Efficient way of subsetting nested list conditionally in R

Question

I have a large set of large named nested lists. Names of first level are variable, while the second levels are named according to some rules (examples provided below).

An example of the correct list is given below (x).

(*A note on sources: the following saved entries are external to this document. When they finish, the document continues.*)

impl AdaptiveLearner {
    /// Starts from the default weight table
    pub fn new(config: LearningConfig, memory: Arc<AgentMemory>) -> Self {
        Self {
            config,
            memory,
            bus: None,
            weights: RwLock::new(scoring::default_weights()),
            pending: RwLock::new(Vec::new()),
            history: RwLock::new(Vec::new()),
        }
    }

    /// Publishes `weights_updated` on `bus` after each swap
    pub fn with_event_bus(mut self, bus: Arc<EventBus>) -> Self {
        self.bus = Some(bus);
        self
    }

    /// Weights in use
    pub fn current_weights(&self) -> Weights {
        self.weights.read().clone()
    }

    /// Proposals from the last learning pass not yet applied
    pub fn pending_updates(&self) -> Vec<WeightUpdate> {
        self.pending.read().clone()
    }

    /// Mines reviewed aggregator decisions and proposes weight changes
    ///
    /// Only reviews recorded inside `window` (measured back from now) count.
    /// Nothing is proposed under `min_reviews` reviews. The proposals replace
    /// the pending list.
    pub fn learn_from_human_reviews(&self, window: Option<Duration>) -> Vec<WeightUpdate> {
        let cutoff = window.map(|w| Utc::now() - w);
        let reviews: Vec<MemoryEntry> = self
            .memory
            .entries_with_outcomes_since(cutoff)
            .into_iter()
            .filter(|e| e.agent_id == SCORE_AGGREGATOR)
            .collect();
        if reviews.len() < self.config.min_reviews {
            info!(
                "Not enough reviews for learning ({} < {})",
                reviews.len(),
                self.config.min_reviews
            );
            return Vec::new();
        }
        info!("Learning from {} human reviews", reviews.len());

        let mut signals: BTreeMap<String, Vec<f64>> = BTreeMap::new();
        for review in &reviews {
            let components = breakdown(review);
            let mut push = |component: &str, delta: f64| {
                signals.entry(component.to_string()).or_default().push(delta);
            };
            match review.outcome {
                Some(Outcome::Rejected) => {
                    for (component, raw) in &components {
                        if *raw > 0.7 {
                            push(component, -0.02);
                        } else if *raw < 0.3 {
                            push(component, 0.01);
                        }
                    }
                }
                Some(Outcome::Modified) => {
                    let modified = review
                        .feedback
                        .as_ref()
                        .and_then(|f| f.get("modified_score"))
                        .and_then(Value::as_f64);
                    if let (Some(modified), Some(original)) = (modified, overall(review)) {
                        let diff = modified - original;
                        for (component, raw) in &components {
                            if diff > 0.1 && *raw < 0.5 {
                                push(component, 0.01);
                            } else if diff < -0.1 && *raw > 0.5 {
                                push(component, -0.01);
                            }
                        }
                    }
                }
                Some(Outcome::Approved) => {
                    for component in components.keys() {
                        push(component, 0.002);
                    }
                }
                None => {}
            }
        }

        let weights = self.current_weights();
        let c = &self.config;
        let updates: Vec<WeightUpdate> = signals
            .into_iter()
            .filter_map(|(component, deltas)| {
                let current = *weights.get(&component)?;
                let n = deltas.len() as f64;
                let mean = deltas.iter().sum::<f64>() / n;
                let change = (mean * c.learning_rate * n).clamp(-c.max_change, c.max_change);
                if change.abs() <= c.min_change {
                    return None;
                }
                let proposed = (current + change).clamp(c.min_weight, c.max_weight);
                Some(WeightUpdate {
                    reason: format!(
                        "{} {} signal(s) from {} reviews, mean {:+.4}",
                        deltas.len(),
                        component,
                        reviews.len(),
                        mean
                    ),
                    confidence: (n / c.full_confidence_reviews.max(1) as f64).min(1.0),
                    change: proposed - current,
                    current_weight: current,
                    proposed_weight: proposed,
                    component,
                })
            })
            .collect();

        debug!("Proposed {} weight updates", updates.len());
        *self.pending.write() = updates.clone();
        updates
    }

    /// Applies proposals with confidence ≥ `min_confidence` (configured default
    /// when `None`), renormalises the weights to sum to 1 and records the swap
    ///
    /// Returns the weights in use afterwards. When nothing qualifies, the
    /// weights stay as they are and no history entry is written.
    pub fn apply_weight_updates(&self, updates: &[WeightUpdate], min_confidence: Option<f64>) -> Weights {
        let min_confidence = min_confidence.unwrap_or(self.config.min_apply_confidence);
        let accepted: Vec<&WeightUpdate> = updates
            .iter()
            .filter(|u| u.confidence >= min_confidence)
            .collect();
        if accepted.is_empty() {
            info!("No weight updates reached confidence {:.2}", min_confidence);
            return self.current_weights();
        }

        let change = {
            let mut weights = self.weights.write();
            let old = weights.clone();
            let mut next = old.clone();
            for update in &accepted {
                next.insert(update.component.clone(), update.proposed_weight);
            }
            let total: f64 = next.values().sum();
            if total > 0.0 {
                next.values_mut().for_each(|w| *w /= total);
            }
            *weights = next.clone();
            WeightChange {
                timestamp: Utc::now(),
                old_weights: old,
                new_weights: next,
                updates_applied: accepted.iter().map(|u| u.component.clone()).collect(),
                reason: accepted.iter().map(|u| u.reason.as_str()).collect::<Vec<_>>().join("; "),
            }
        };

        self.pending
            .write()
            .retain(|p| !change.updates_applied.contains(&p.component));
        info!("Applied {} weight updates", change.updates_applied.len());
        if let Some(bus) = &self.bus {
            bus.emit(
                EventType::WeightsUpdated,
                "adaptive_learner",
                None,
                json!({
                    "old_weights": change.old_weights,
                    "new_weights": change.new_weights,
                    "updates_applied": change.updates_applied,
                }),
            );
        }
        let weights = change.new_weights.clone();
        self.history.write().push(change);
        weights
    }

    /// Most recent weight swaps, oldest first
    pub fn weight_history(&self, limit: usize) -> Vec<WeightChange> {
        let history = self.history.read();
        history[history.len().saturating_sub(limit)..].to_vec()
    }

    /// Focus areas where `user_id`'s scores trail the cohort; read-only
    pub fn personalize_for_user(&self, user_id: &str) -> Personalization {
        let cohort = self.memory.entries_for_agent(SCORE_AGGREGATOR);
        let mut mine: Vec<&MemoryEntry> = cohort
            .iter()
            .filter(|e| e.context.get("user_id").and_then(Value::as_str) == Some(user_id))
            .collect();
        mine.sort_by_key(|e| e.created_at);

        if mine.is_empty() {
            return Personalization {
                user_id: user_id.to_string(),
                personalized: false,
                history_len: 0,
                focus_areas: Vec::new(),
                score_change: 0.0,
                daily_progress: 0.0,
                trajectory: Trajectory::Stable,
                recommendations: vec!["Complete an assessment to get personalised focus areas".to_string()],
            };
        }

        let means = |entries: &mut dyn Iterator<Item = &MemoryEntry>| {
            let mut sums: BTreeMap<String, (f64, usize)> = BTreeMap::new();
            for entry in entries {
                for (component, raw) in breakdown(entry) {
                    let slot = sums.entry(component).or_default();
                    slot.0 += raw;
                    slot.1 += 1;
                }
            }
            sums.into_iter()
                .map(|(k, (sum, n))| (k, sum / n as f64))
                .collect::<BTreeMap<String, f64>>()
        };
        let user_means = means(&mut mine.iter().copied());
        let cohort_means = means(&mut cohort.iter());

        let mut focus_areas: Vec<FocusArea> = user_means
            .iter()
            .filter_map(|(component, user_mean)| {
                let cohort_mean = *cohort_means.get(component)?;
                let gap = cohort_mean - user_mean;
                (gap > 0.0).then(|| FocusArea {
                    component: component.clone(),
                    user_mean: *user_mean,
                    cohort_mean,
                    gap,
                })
            })
            .collect();
        focus_areas.sort_by(|a, b| b.gap.total_cmp(&a.gap));
        focus_areas.truncate(2);

        let (score_change, daily_progress) = match (mine.first(), mine.last()) {
            (Some(first), Some(last)) if mine.len() >= 2 => {
                let change = overall(last).unwrap_or(0.0) - overall(first).unwrap_or(0.0);
                let days = (last.created_at - first.created_at).num_seconds() as f64 / 86_400.0;
                (change, if days > 0.0 { change / days } else { 0.0 })
            }
            _ => (0.0, 0.0),
        };
        let trajectory = if score_change > 1e-9 {
            Trajectory::Improving
        } else if score_change < -1e-9 {
            Trajectory::Declining
        } else {
            Trajectory::Stable
        };

        let mut recommendations: Vec<String> = focus_areas
            .iter()
            .filter_map(|f| match f.component.as_str() {
                scoring::SKILL_STRENGTH => Some("Focus on learning TypeScript and testing frameworks"),
                scoring::GITHUB_ACTIVITY => Some("Increase your GitHub activity - aim for daily commits"),
                scoring::PORTFOLIO_QUALITY => Some("Add 2-3 polished projects with live demos"),
                scoring::EXPERIENCE_DEPTH => Some("Take on freelance projects to build experience"),
                _ => None,
            })
            .map(String::from)
            .collect();
        match trajectory {
            Trajectory::Declining => {
                recommendations.push("Your scores have been declining - review recent changes and refocus".to_string())
            }
            Trajectory::Improving => {
                recommendations.push("You're making great progress! Keep up the momentum".to_string())
            }
            Trajectory::Stable => {}
        }
        if focus_areas.is_empty() {
            recommendations.push("You are at or above the cohort in every area".to_string());
        }
        recommendations.truncate(4);

        Personalization {
            user_id: user_id.to_string(),
            personalized: true,
            history_len: mine.len(),
            focus_areas,
            score_change,
            daily_progress,
            trajectory,
            recommendations,
        }
    }

    /// Snapshot of learning activity
    pub fn learning_summary(&self) -> LearningSummary {
        let mut review_counts = BTreeMap::new();
        for entry in self.memory.entries_for_agent(SCORE_AGGREGATOR) {
            if let Some(outcome) = entry.outcome {
                *review_counts.entry(outcome.to_string()).or_insert(0) += 1;
            }
        }
        LearningSummary {
            current_weights: self.current_weights(),
            weight_updates: self.history.read().len(),
            pending_updates: self.pending.read().len(),
            review_counts,
            learning_rate: self.config.learning_rate,
        }
    }
}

x <- list(`first-group` = list(val = c(534L, 582L, 298L, 645L, 314L, 
237L, 418L, 348L, 363L, 133L, 493L, 721L, 722L, 210L, 467L, 474L, 
145L, 638L, 545L, 330L, 709L, 712L, 674L, 492L, 262L, 663L, 609L, 
142L, 428L, 254L), co = c(0L, 0L, 1L, 1L, 0L, 1L, 0L, 0L, 1L, 
1L, 0L, 0L, 1L, 0L, 0L, 0L, 0L, 1L, 0L, 0L, 0L, 0L, 1L, 1L, 0L, 
1L, 1L, 1L, 1L, 0L)), `second-group` = list(val = c(505L, 647L, 
88L, 208L, 801L, 258L, 423L, 83L, 565L, 62L, 118L, 804L, 458L, 
357L, 327L, 138L, 586L, 340L, 473L, 335L, 720L, 170L, 159L, 207L, 
113L, 532L, 526L, 529L, 760L, 116L, 712L, 134L, 214L, 697L, 100L, 
123L, 227L, 411L, 285L, 659L, 379L, 775L, 176L), co = c(0, 0, 
0, 0, 0, 0, 0, 0, 0, 0, 0, 0, 0, 0, 0, 0, 0, 0, 0, 0, 0, 0, 0, 
0, 0, 0, 0, 0, 0, 0, 0, 0, 0, 0, 0, 0, 0, 0, 0, 0, 0, 0, 0)), 
    `third-group` = list(val = c(713L, 721L, 683L, 526L, 699L, 
    555L, 563L, 672L, 619L, 603L, 588L, 533L, 622L, 724L, 616L, 
    644L, 730L, 716L, 660L, 663L, 611L, 669L, 644L, 664L, 679L, 
    514L, 579L, 525L, 533L, 541L, 530L, 564L, 584L, 673L, 592L, 
    726L, 548L, 563L, 727L, 646L, 708L, 557L, 586L, 592L, 693L, 
    620L, 548L, 705L, 510L, 677L, 539L, 603L, 726L, 525L, 597L, 
    563L, 712L), co = c(0, 0, 0, 0, 0, 0, 0, 0, 1, 1, 1, 1, 0, 
    0, 0, 0, 0, 0, 0, 0, 0, 0, 0, 0, 0, 0, 0, 0, 0, 0, 0, 0, 
    0, 0, 0, 0, 0, 0, 0, 0, 0, 0, 0, 0, 0, 0, 0, 0, 0, 0, 0, 
    0, 0, 0, 0, 0, 0)), `fourth-group` = list(val = c(142L, 317L, 
    286L, 174L, 656L, 299L, 676L, 206L, 645L, 755L, 514L, 424L, 
    719L, 741L, 711L, 552L, 550L, 372L, 551L, 520L, 650L, 503L, 
    667L, 162L, 644L, 595L, 322L, 247L), co = c(0L, 0L, 0L, 0L, 
    1L, 0L, 1L, 1L, 1L, 0L, 1L, 0L, 1L, 0L, 0L, 0L, 0L, 0L, 0L, 
    1L, 0L, 1L, 0L, 0L, 0L, 0L, 1L, 1L)))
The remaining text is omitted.